Bei offenem Ausgang des Verfassungsbeschwerdeverfahrens sind die Folgen, die eintreten würden, wenn die einstweilige Anordnung nicht erginge, die Verfassungsbeschwerde aber später Erfolg hätte, gegenüber den Nachteilen abzuwägen, die entstünden, wenn die begehrte einstweilige Anordnung erlassen würde, der Verfassungsbeschwerde jedoch der Erfolg versagt bliebe (vgl. BVerfGE 105, 365 <371>; 106, 351 <355>; 121, 1 <17>; 125, 385 <393>; 126, 158 <168>; 129, 284 <298>; 132, 195 <232 f. Rn. 87>; stRspr). Die Folgenabwägung gemäß § 32 BVerfGG stützt sich mithin auf eine bloße Einschätzung der Entscheidungswirkungen (vgl. nur BVerfGE 94, 166 <217>).

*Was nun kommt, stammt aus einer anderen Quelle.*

use std::sync::{atomic::{AtomicBool, Ordering}, Arc};

/// A flag that asks a running search to stop early.
///
/// Clones share the same flag, so one clone can be handed to a [`Solver`](super::Solver) while
/// another is kept (possibly on another thread) to cancel it. The solver checks the flag between
/// candidates and between rounds, and returns the best candidate found so far.
#[derive(Debug, Clone, Default)]
pub struct CancellationToken(Arc<AtomicBool>);

impl CancellationToken {
    /// Creates a token that has not been cancelled.
    pub fn new() -> Self {
        Self::default()
    }

    /// Requests cancellation.
    pub fn cancel(&self) {
        self.0.store(true, Ordering::Relaxed);
    }

    /// Returns true if cancellation was requested.
    pub fn is_cancelled(&self) -> bool {
        self.0.load(Ordering::Relaxed)
    }
}
//! Basic evaluation: combining like terms and like factors, and identities of elementary
//! functions at special values.

use crate::{
    canonical::{canonical_add, canonical_multiply, canonical_power},
    expr::{Expr, OpKind},
    rule::Rule,
};
use once_cell::sync::Lazy;
use super::{compile, do_add, do_multiply};

const SOURCES: &[&str] = &[
    "log(exp(a)) ~ a",
    "exp(log(a)) ~ a",
    "exp(0) ~ 1",
    "log(1) ~ 0",
    "sqrt(0) ~ 0",
    "sqrt(1) ~ 1",
    "sqrt(a)^2 ~ a",
    "sin(0) ~ 0",
    "cos(0) ~ 1",
    "tan(0) ~ 0",
    "sin(a)^2 + cos(a)^2 ~ 1",
    "sin(a)/cos(a) ~ tan(a)",
];

/// The number of rules in the library.
pub(crate) const RULE_COUNT: usize = SOURCES.len() + 2;

static RULES: Lazy<Vec<Rule>> = Lazy::new(|| {
    let mut rules = vec![
        Rule::native("combine like terms", combine_like_terms),
        Rule::native("combine like factors", combine_like_factors),
    ];
    rules.extend(compile("algebra", SOURCES));
    rules
});

/// Returns the rules of the library.
pub fn rules() -> &'static [Rule] {
    &RULES
}

/// Splits a term into its numeric coefficient and the rest of the term.
///
/// - `5` -> `(1, 5)`
/// - `3*a*b` -> `(3, a*b)`
/// - `a` -> `(1, a)`
fn split_coefficient(term: &Expr) -> (f64, Expr) {
    match (term.kind(), term.args()) {
        (Some(OpKind::Multiply), [Expr::Number(coefficient), rest @ ..]) => {
            (*coefficient, canonical_multiply(rest.to_vec()))
        },
        _ => (1.0, term.clone()),
    }
}

/// Combines like terms.
///
/// `a+a = 2a`
/// `2a+3a = 5a`
/// `x*y - x*y = 0`
pub fn combine_like_terms(expr: &Expr) -> Option<Expr> {
    do_add(expr, |terms| {
        let mut groups: Vec<(f64, Expr)> = Vec::with_capacity(terms.len());
        for term in terms {
            let (coefficient, rest) = split_coefficient(term);
            match groups.iter_mut().find(|(_, existing)| existing.structurally_eq(&rest)) {
                Some((total, _)) => *total += coefficient,
                None => groups.push((coefficient, rest)),
            }
        }

        if groups.len() == terms.len() {
            return None;
        }

        let terms = groups.into_iter()
            .map(|(coefficient, rest)| canonical_multiply(vec![Expr::number(coefficient), rest]))
            .collect();
        Some(canonical_add(terms))
    })
}

/// Splits a factor into its base and exponent. Factors that are not powers have exponent `1`.
fn split_exponent(factor: &Expr) -> (Expr, Expr) {
    match (factor.kind(), factor.args()) {
        (Some(OpKind::Power), [base, exp]) => (base.clone(), exp.clone()),
        _ => (factor.clone(), Expr::number(1.0)),
    }
}

/// Combines scalar factors with the same base.
///
/// `a*a = a^2`
/// `a^2*a^x = a^(2+x)`
/// `x*x^-1 = 1`
pub fn combine_like_factors(expr: &Expr) -> Option<Expr> {
    do_multiply(expr, |factors| {
        let mut kept = Vec::new();
        let mut groups: Vec<(Expr, Vec<Expr>)> = Vec::with_capacity(factors.len());
        for factor in factors {
            if factor.as_number().is_some() || !factor.shape().is_scalar() {
                kept.push(factor.clone());
                continue;
            }

            let (base, exp) = split_exponent(factor);
            match groups.iter_mut().find(|(existing, _)| existing.structurally_eq(&base)) {
                Some((_, exps)) => exps.push(exp),
                None => groups.push((base, vec![exp])),
            }
        }

        if groups.iter().all(|(_, exps)| exps.len() == 1) {
            return None;
        }

        kept.extend(groups.into_iter().map(|(base, exps)| canonical_power(base, canonical_add(exps))));
        Some(canonical_multiply(kept))
    })
}
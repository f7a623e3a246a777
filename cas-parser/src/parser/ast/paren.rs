use crate::{
    parser::{
        ast::expr::Expr,
        error::{kind, Error},
        token::{CloseParen, OpenParen},
        Parse,
        Parser,
    },
    tokenizer::TokenKind,
};
use std::ops::Range;

#[cfg(feature = "serde")]
use serde::{Deserialize, Serialize};

/// A parenthesized expression. A [`Paren`] can only contain a single expression.
#[derive(Debug, Clone, PartialEq)]
#[cfg_attr(feature = "serde", derive(Serialize, Deserialize))]
pub struct Paren {
    /// The inner expression.
    pub expr: Box<Expr>,

    /// The region of the source code that this expression was parsed from.
    pub span: Range<usize>,
}

impl Paren {
    /// Returns the innermost expression in the parenthesized expression.
    pub fn innermost(&self) -> &Expr {
        let mut inner = &*self.expr;
        while let Expr::Paren(paren) = inner {
            inner = &paren.expr;
        }
        inner
    }
}

impl Parse for Paren {
    fn parse(input: &mut Parser) -> Result<Self, Error> {
        let open = input.try_parse::<OpenParen>()?;

        if input.peek_kind() == Some(TokenKind::CloseParen) {
            let close = input.try_parse::<CloseParen>()?;
            return Err(Error::new(vec![open.span.start..close.span.end], kind::EmptyParenthesis));
        }

        let expr = input.try_parse::<Expr>()?;
        let close = input.try_parse::<CloseParen>()
            .map_err(|_| Error::new(vec![open.span.clone()], kind::UnclosedParenthesis))?;

        Ok(Self {
            expr: Box::new(expr),
            span: open.span.start..close.span.end,
        })
    }
}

2. Die Verfassungsbeschwerde ist hier weder von vornherein unzulässig noch offensichtlich unbegründet. Es kann nicht ausgeschlossen werden, dass die Auswertung der sichergestellten technischen Geräte und Datenträger im Rahmen des Sichtungsverfahrens nach § 110 StPO den Beschwerdeführer in seinem Grundrecht auf informationelle Selbstbestimmung aus Art. 2 Abs. 1 in Verbindung mit Art. 1 Abs. 1 GG verletzt.

3. Bei der somit erforderlichen Folgenabwägung überwiegen die Gründe für den Erlass der einstweiligen Anordnung.

Erginge die einstweilige Anordnung nicht, erwiese sich die Verfassungsbeschwerde später aber als begründet, könnte die Staatsanwaltschaft in der Zwischenzeit eine Auswertung der sichergestellten Gegenstände und Daten vornehmen, ohne hierzu berechtigt zu sein. Darin läge ein irreparabler Eingriff in das Recht des Beschwerdeführers auf informationelle Selbstbestimmung. Denn dieses Recht gewährleistet gerade die Befugnis des Einzelnen, grundsätzlich selbst über die Preisgabe und Verwendung seiner persönlichen Daten zu bestimmen (vgl. BVerfGE 142, 234 <251 Rn. 30> m.w.N.; stRspr).

Erginge dagegen die einstweilige Anordnung, erwiese sich die Verfassungsbeschwerde später jedoch als unbegründet, würde damit lediglich eine Verzögerung der staatsanwaltlichen Ermittlungen für eine begrenzte Zeitspanne einhergehen. Ein Beweisverlust hinsichtlich der Informationen aus den sichergestellten Gegenständen und Daten wäre nicht zu befürchten. Auch der Eintritt von Verfolgungsverjährung droht gegenwärtig nicht. Bei Abwägung der jeweiligen Folgen wiegen die möglichen Nachteile für den Beschwerdeführer im Ergebnis schwerer als die durch den Erlass der einstweiligen Anordnung eintretende vorübergehende Beschränkung der staatlichen Strafverfolgung.